**Source records:**
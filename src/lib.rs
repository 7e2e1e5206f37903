#![allow(clippy::doc_markdown)] // Allow technical terms in docs
#![allow(clippy::missing_errors_doc)] // Allow public functions without # Errors sections
#![allow(clippy::must_use_candidate)] // Allow methods without must_use when context is clear

//! # Flowgate Core
//!
//! High-performance Rust core for integration message processing.
//!
//! ## Overview
//!
//! Flowgate Core implements the execution heart of an integration runtime:
//! the ordered, asynchronous, transactional routing of an inbound message
//! through notification, policy application, flow execution, and response
//! delivery — together with the layered artifact-isolation tree used to
//! sandbox plugin code inside a shared container.
//!
//! Connectors, configuration DSLs, and dependency resolution live outside
//! this crate; the core consumes a route to invoke, a policy set to apply,
//! and an isolation tree to resolve through, and produces a response event
//! or a structured failure.
//!
//! ## Module Organization
//!
//! - [`event`] - Message envelope with copy-on-write derivation
//! - [`phase`] - The flow processing phase state machine and worker pools
//! - [`policy`] - Source policies and the policy registry
//! - [`routing`] - Multicast routing with deterministic aggregation
//! - [`execution`] - Transactional, exception-handled execution template
//! - [`notification`] - Fire-and-forget connector notifications
//! - [`isolation`] - Artifact class-visibility tree and descriptor loading
//! - [`registry`] - Bootstrap-time component registration
//! - [`messaging`] - Structured messaging failures
//! - [`config`] - Configuration management
//! - [`error`] - Structured error handling
//! - [`logging`] - Structured logging setup
//!
//! ## Quick Start
//!
//! ```rust
//! use flowgate_core::event::{Event, EventContext, Message};
//! use flowgate_core::policy::PolicyRegistry;
//! use flowgate_core::notification::NotificationPublisher;
//! use flowgate_core::phase::FlowProcessingPhase;
//! use serde_json::json;
//! use std::sync::Arc;
//!
//! let policies = Arc::new(PolicyRegistry::new());
//! let notifications = NotificationPublisher::default();
//! let phase = FlowProcessingPhase::new(Arc::clone(&policies), notifications.clone());
//!
//! let event = Event::builder(Arc::new(EventContext::new("orders-flow")))
//!     .message(Message::new(json!({"order": 42})))
//!     .build();
//! assert_eq!(event.context().flow_name(), "orders-flow");
//! ```
//!
//! ## Concurrency Model
//!
//! Phase transitions are strictly sequential per message; different messages
//! process concurrently, each with independent event and policy-instance
//! state. Isolation trees are built at deploy time and read-only afterwards,
//! safe for concurrent class resolution.

pub mod config;
pub mod error;
pub mod event;
pub mod execution;
pub mod isolation;
pub mod logging;
pub mod messaging;
pub mod notification;
pub mod phase;
pub mod policy;
pub mod registry;
pub mod routing;

pub use config::{ConfigManager, ConfigurationError, CoreConfig, ThreadingProfileConfig};
pub use error::{CoreError, InitialisationError, Result};
pub use event::{Event, EventBuilder, EventContext, Message};
pub use execution::{ExecutionTemplate, TransactionAction, TransactionConfig};
pub use messaging::{ExceptionHandler, MessagingError};
pub use notification::{ConnectorNotification, NotificationKind, NotificationPublisher};
pub use phase::{
    FlowProcessingPhase, FlowProcessingTemplate, MessagePhase, MessageProcessContext,
    MessageSource, PhaseRank, PhaseResult, PhaseResultHandle, PhaseResultNotifier, PhaseState,
    ResponseCompletion, SchedulingError, TokioWorkScheduler, WorkScheduler,
};
pub use policy::{
    ComponentIdentifier, PolicyInstance, PolicyRegistry, SourcePolicy, SourcePolicyDecision,
};
pub use routing::{
    DynamicAllRouter, MulticastRoutingStrategy, Route, RouteResolver, RouteResultsAggregator,
};
//! # Routing
//!
//! Fan-out routing of one event across dynamically resolved routes.
//!
//! ## Overview
//!
//! A [`Route`] is any processor an event can be handed to. A
//! [`RouteResolver`] computes the route set per invocation — results are
//! never cached, so resolvers may pick routes from event content. The
//! [`MulticastRoutingStrategy`] invokes every route with an independent copy
//! of the inbound message and aggregates the results deterministically in
//! original route order, whatever order the routes complete in.
//!
//! ## Failure policy
//!
//! First-exception-wins: the first failing route (in original route order)
//! fails the whole routing operation.

pub mod dynamic_all;
pub mod strategy;

pub use dynamic_all::DynamicAllRouter;
pub use strategy::{CollectListAggregator, MulticastRoutingStrategy, RouteResultsAggregator};

use async_trait::async_trait;
use std::sync::Arc;

use crate::event::Event;
use crate::messaging::MessagingError;

/// A message-processing endpoint reachable from a routing strategy.
#[async_trait]
pub trait Route: Send + Sync {
    async fn process(&self, event: Event) -> Result<Event, MessagingError>;
}

/// Computes the route set for one invocation.
#[async_trait]
pub trait RouteResolver: Send + Sync {
    /// Resolve the routes for this event. Called on every invocation; the
    /// result must not be cached by callers.
    async fn resolve_routes(&self, event: &Event)
        -> Result<Vec<Arc<dyn Route>>, MessagingError>;
}
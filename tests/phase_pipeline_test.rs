//! End-to-end scenarios for the flow processing phase: asynchronous
//! dispatch, response delivery failures, scheduling failures, and policy
//! short-circuits.

use async_trait::async_trait;
use parking_lot::Mutex;
use serde_json::json;
use std::collections::VecDeque;
use std::sync::atomic::{AtomicUsize, Ordering};
use std::sync::Arc;

use flowgate_core::event::{Event, EventContext};
use flowgate_core::execution::TransactionConfig;
use flowgate_core::messaging::{ExceptionHandler, MessagingError};
use flowgate_core::notification::{NotificationKind, NotificationPublisher};
use flowgate_core::phase::{
    FlowProcessingPhase, FlowProcessingTemplate, MessageProcessContext, MessageSource, PhaseResult,
    PhaseResultNotifier, PhaseWork, ResponseCompletion, ScheduledWorkPermit, SchedulingError,
    WorkScheduler,
};
use flowgate_core::policy::{
    ComponentIdentifier, PolicyInstance, PolicyRegistry, SourcePolicy, SourcePolicyDecision,
};
use flowgate_core::CoreError;

/// Worker pool that queues submitted units and executes them only when the
/// test drains it.
#[derive(Default, Clone)]
struct InlineScheduler {
    queue: Arc<Mutex<VecDeque<PhaseWork>>>,
}

impl InlineScheduler {
    fn pending(&self) -> usize {
        self.queue.lock().len()
    }

    async fn drain(&self) {
        loop {
            let work = self.queue.lock().pop_front();
            match work {
                Some(work) => work.await,
                None => break,
            }
        }
    }
}

struct InlinePermit {
    queue: Arc<Mutex<VecDeque<PhaseWork>>>,
}

impl ScheduledWorkPermit for InlinePermit {
    fn submit(self: Box<Self>, work: PhaseWork) {
        self.queue.lock().push_back(work);
    }
}

impl WorkScheduler for InlineScheduler {
    fn reserve(&self) -> Result<Box<dyn ScheduledWorkPermit>, SchedulingError> {
        Ok(Box::new(InlinePermit {
            queue: Arc::clone(&self.queue),
        }))
    }
}

/// Worker pool that rejects every reservation.
struct RejectingScheduler;

impl WorkScheduler for RejectingScheduler {
    fn reserve(&self) -> Result<Box<dyn ScheduledWorkPermit>, SchedulingError> {
        Err(SchedulingError::Rejected {
            pool: "rejecting".to_string(),
            reason: "pool is shutting down".to_string(),
        })
    }
}

/// What the stub source does when asked to deliver a response.
#[derive(Clone, Copy, PartialEq)]
enum DeliveryBehavior {
    Deliver,
    FailDelivery,
}

struct StubSource {
    asynchronous: bool,
    scheduler: InlineScheduler,
    rejecting: bool,
    delivery: DeliveryBehavior,
    responses: Mutex<Vec<Event>>,
    failures: Mutex<Vec<String>>,
}

impl StubSource {
    fn asynchronous(scheduler: InlineScheduler) -> Arc<Self> {
        Arc::new(Self {
            asynchronous: true,
            scheduler,
            rejecting: false,
            delivery: DeliveryBehavior::Deliver,
            responses: Mutex::new(Vec::new()),
            failures: Mutex::new(Vec::new()),
        })
    }

    fn with_rejecting_pool() -> Arc<Self> {
        Arc::new(Self {
            asynchronous: true,
            scheduler: InlineScheduler::default(),
            rejecting: true,
            delivery: DeliveryBehavior::Deliver,
            responses: Mutex::new(Vec::new()),
            failures: Mutex::new(Vec::new()),
        })
    }

    fn synchronous(delivery: DeliveryBehavior) -> Arc<Self> {
        Arc::new(Self {
            asynchronous: false,
            scheduler: InlineScheduler::default(),
            rejecting: false,
            delivery,
            responses: Mutex::new(Vec::new()),
            failures: Mutex::new(Vec::new()),
        })
    }
}

#[async_trait]
impl MessageSource for StubSource {
    fn component_identifier(&self) -> ComponentIdentifier {
        ComponentIdentifier::new("httpn", "listener")
    }

    fn supports_asynchronous_processing(&self) -> bool {
        self.asynchronous
    }

    fn work_scheduler(&self) -> Arc<dyn WorkScheduler> {
        if self.rejecting {
            Arc::new(RejectingScheduler)
        } else {
            Arc::new(self.scheduler.clone())
        }
    }

    async fn send_response_to_client(&self, event: Event, completion: ResponseCompletion) {
        match self.delivery {
            DeliveryBehavior::Deliver => {
                self.responses.lock().push(event);
                completion.sent();
            }
            DeliveryBehavior::FailDelivery => {
                completion
                    .sent_with_failure(MessagingError::new("connection reset", event))
                    .await;
            }
        }
    }

    async fn send_failure_response_to_client(
        &self,
        error: MessagingError,
        completion: ResponseCompletion,
    ) {
        match self.delivery {
            DeliveryBehavior::Deliver => {
                self.failures.lock().push(error.message().to_string());
                completion.sent();
            }
            DeliveryBehavior::FailDelivery => {
                completion.sent_with_failure(error).await;
            }
        }
    }
}

struct CountingHandler {
    invocations: AtomicUsize,
    recover: bool,
}

impl CountingHandler {
    fn propagating() -> Arc<Self> {
        Arc::new(Self {
            invocations: AtomicUsize::new(0),
            recover: false,
        })
    }

    fn recovering() -> Arc<Self> {
        Arc::new(Self {
            invocations: AtomicUsize::new(0),
            recover: true,
        })
    }
}

#[async_trait]
impl ExceptionHandler for CountingHandler {
    async fn handle_exception(
        &self,
        error: MessagingError,
        event: Event,
    ) -> Result<Event, MessagingError> {
        self.invocations.fetch_add(1, Ordering::SeqCst);
        if self.recover {
            Ok(event.to_builder().payload(json!("recovered")).build())
        } else {
            Err(error)
        }
    }
}

struct CountingTemplate {
    inbound: Event,
    routed: AtomicUsize,
    fail_routing: bool,
}

impl CountingTemplate {
    fn ok(inbound: Event) -> Arc<Self> {
        Arc::new(Self {
            inbound,
            routed: AtomicUsize::new(0),
            fail_routing: false,
        })
    }

    fn failing(inbound: Event) -> Arc<Self> {
        Arc::new(Self {
            inbound,
            routed: AtomicUsize::new(0),
            fail_routing: true,
        })
    }
}

#[async_trait]
impl FlowProcessingTemplate for CountingTemplate {
    fn inbound_event(&self) -> Event {
        self.inbound.clone()
    }

    async fn route_event(&self, event: Event) -> Result<Event, MessagingError> {
        self.routed.fetch_add(1, Ordering::SeqCst);
        if self.fail_routing {
            Err(MessagingError::new("route failed", event))
        } else {
            Ok(event.to_builder().payload(json!("routed")).build())
        }
    }
}

struct DenyPolicy;

impl SourcePolicy for DenyPolicy {
    fn name(&self) -> &str {
        "deny-policy"
    }

    fn applies_to_source(&self, identifier: &ComponentIdentifier) -> bool {
        identifier.namespace() == "httpn"
    }

    fn create_source_policy_instance(
        &self,
        identifier: &ComponentIdentifier,
    ) -> Arc<PolicyInstance> {
        Arc::new(PolicyInstance::new("deny-policy", identifier.clone(), |event| {
            let denied = event.to_builder().payload(json!("denied")).build();
            Ok(SourcePolicyDecision::ShortCircuit(denied))
        }))
    }
}

fn inbound() -> Event {
    Event::builder(Arc::new(EventContext::new("orders-flow")))
        .payload(json!("inbound"))
        .build()
}

fn phase_with(policies: Arc<PolicyRegistry>) -> (FlowProcessingPhase, NotificationPublisher) {
    let notifications = NotificationPublisher::new(16);
    (
        FlowProcessingPhase::new(policies, notifications.clone()),
        notifications,
    )
}

fn context(source: Arc<StubSource>, handler: Arc<CountingHandler>) -> MessageProcessContext {
    MessageProcessContext::new(source, "orders-flow", TransactionConfig::none(), handler)
}

#[tokio::test]
async fn async_source_runs_the_full_sequence_when_the_pool_is_polled() {
    let scheduler = InlineScheduler::default();
    let source = StubSource::asynchronous(scheduler.clone());
    let handler = CountingHandler::propagating();
    let (phase, notifications) = phase_with(Arc::new(PolicyRegistry::new()));
    let mut subscriber = notifications.subscribe();
    let (notifier, handle) = PhaseResultNotifier::channel();

    phase
        .run_phase(
            CountingTemplate::ok(inbound()),
            context(Arc::clone(&source), handler),
            notifier,
        )
        .await;

    // The unit was handed off, not executed: nothing has fired yet.
    assert_eq!(scheduler.pending(), 1);
    assert!(subscriber.try_recv().is_err());
    assert!(source.responses.lock().is_empty());

    scheduler.drain().await;

    assert!(handle.wait().await.is_success());
    assert_eq!(source.responses.lock().len(), 1);
    let first = subscriber.try_recv().unwrap();
    let second = subscriber.try_recv().unwrap();
    assert_eq!(first.kind, NotificationKind::MessageReceived);
    assert_eq!(second.kind, NotificationKind::MessageResponse);
    assert!(subscriber.try_recv().is_err());
}

#[tokio::test]
async fn scheduling_failure_reports_phase_failure_without_running_anything() {
    let source = StubSource::with_rejecting_pool();
    let handler = CountingHandler::propagating();
    let (phase, notifications) = phase_with(Arc::new(PolicyRegistry::new()));
    let mut subscriber = notifications.subscribe();
    let (notifier, handle) = PhaseResultNotifier::channel();
    let template = CountingTemplate::ok(inbound());

    phase
        .run_phase(
            Arc::clone(&template) as Arc<dyn FlowProcessingTemplate>,
            context(Arc::clone(&source), Arc::clone(&handler)),
            notifier,
        )
        .await;

    match handle.wait().await {
        PhaseResult::Failure(CoreError::SchedulingError(msg)) => {
            assert!(msg.contains("shutting down"));
        }
        other => panic!("expected scheduling failure, got {other:?}"),
    }
    // The handler never ran and no notification fired: the unit of work was
    // never entered.
    assert_eq!(handler.invocations.load(Ordering::SeqCst), 0);
    assert_eq!(template.routed.load(Ordering::SeqCst), 0);
    assert!(subscriber.try_recv().is_err());
}

#[tokio::test]
async fn send_failure_on_success_path_recovers_through_the_handler() {
    let source = StubSource::synchronous(DeliveryBehavior::FailDelivery);
    let handler = CountingHandler::recovering();
    let (phase, _notifications) = phase_with(Arc::new(PolicyRegistry::new()));
    let (notifier, handle) = PhaseResultNotifier::channel();

    phase
        .run_phase(
            CountingTemplate::ok(inbound()),
            context(Arc::clone(&source), Arc::clone(&handler)),
            notifier,
        )
        .await;

    assert!(handle.wait().await.is_success());
    assert_eq!(handler.invocations.load(Ordering::SeqCst), 1);
}

#[tokio::test]
async fn send_failure_on_success_path_fails_the_phase_when_the_handler_propagates() {
    let source = StubSource::synchronous(DeliveryBehavior::FailDelivery);
    let handler = CountingHandler::propagating();
    let (phase, _notifications) = phase_with(Arc::new(PolicyRegistry::new()));
    let (notifier, handle) = PhaseResultNotifier::channel();

    phase
        .run_phase(
            CountingTemplate::ok(inbound()),
            context(Arc::clone(&source), Arc::clone(&handler)),
            notifier,
        )
        .await;

    match handle.wait().await {
        PhaseResult::Failure(CoreError::MessagingError(msg)) => {
            assert_eq!(msg, "connection reset");
        }
        other => panic!("expected messaging failure, got {other:?}"),
    }
    assert_eq!(handler.invocations.load(Ordering::SeqCst), 1);
}

#[tokio::test]
async fn failed_delivery_of_a_failure_response_fails_the_phase() {
    let source = StubSource::synchronous(DeliveryBehavior::FailDelivery);
    let handler = CountingHandler::propagating();
    let (phase, notifications) = phase_with(Arc::new(PolicyRegistry::new()));
    let mut subscriber = notifications.subscribe();
    let (notifier, handle) = PhaseResultNotifier::channel();

    phase
        .run_phase(
            CountingTemplate::failing(inbound()),
            context(Arc::clone(&source), Arc::clone(&handler)),
            notifier,
        )
        .await;

    match handle.wait().await {
        PhaseResult::Failure(CoreError::MessagingError(msg)) => {
            assert_eq!(msg, "route failed");
        }
        other => panic!("expected messaging failure, got {other:?}"),
    }
    // Routing failure ran through the handler once; the delivery failure of
    // the failure response does not consult it again.
    assert_eq!(handler.invocations.load(Ordering::SeqCst), 1);

    let first = subscriber.try_recv().unwrap();
    let second = subscriber.try_recv().unwrap();
    assert_eq!(first.kind, NotificationKind::MessageReceived);
    assert_eq!(second.kind, NotificationKind::MessageErrorResponse);
}

#[tokio::test]
async fn short_circuiting_policy_skips_routing() {
    let policies = Arc::new(PolicyRegistry::new());
    policies.register(Arc::new(DenyPolicy));
    let source = StubSource::synchronous(DeliveryBehavior::Deliver);
    let handler = CountingHandler::propagating();
    let (phase, notifications) = phase_with(policies);
    let mut subscriber = notifications.subscribe();
    let (notifier, handle) = PhaseResultNotifier::channel();
    let template = CountingTemplate::ok(inbound());

    phase
        .run_phase(
            Arc::clone(&template) as Arc<dyn FlowProcessingTemplate>,
            context(Arc::clone(&source), handler),
            notifier,
        )
        .await;

    assert!(handle.wait().await.is_success());
    assert_eq!(template.routed.load(Ordering::SeqCst), 0);

    let responses = source.responses.lock();
    assert_eq!(responses.len(), 1);
    assert_eq!(responses[0].payload(), &json!("denied"));
    assert!(source.failures.lock().is_empty());

    let first = subscriber.try_recv().unwrap();
    let second = subscriber.try_recv().unwrap();
    assert_eq!(first.kind, NotificationKind::MessageReceived);
    assert_eq!(second.kind, NotificationKind::MessageResponse);
}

**Problem statement:**
Starting at the first line of the records above, please copy each line exactly until you reach the line containing "tree used to". Include that line and stop there.

**Written response:**
filename src/lib.rs
repository 7e2e1e5206f37903
#![allow(clippy::doc_markdown)] // Allow technical terms in docs
#![allow(clippy::missing_errors_doc)] // Allow public functions without # Errors sections
#![allow(clippy::must_use_candidate)] // Allow methods without must_use when context is clear

//! # Flowgate Core
//!
//! High-performance Rust core for integration message processing.
//!
//! ## Overview
//!
//! Flowgate Core implements the execution heart of an integration runtime:
//! the ordered, asynchronous, transactional routing of an inbound message
//! through notification, policy application, flow execution, and response
//! delivery — together with the layered artifact-isolation tree used to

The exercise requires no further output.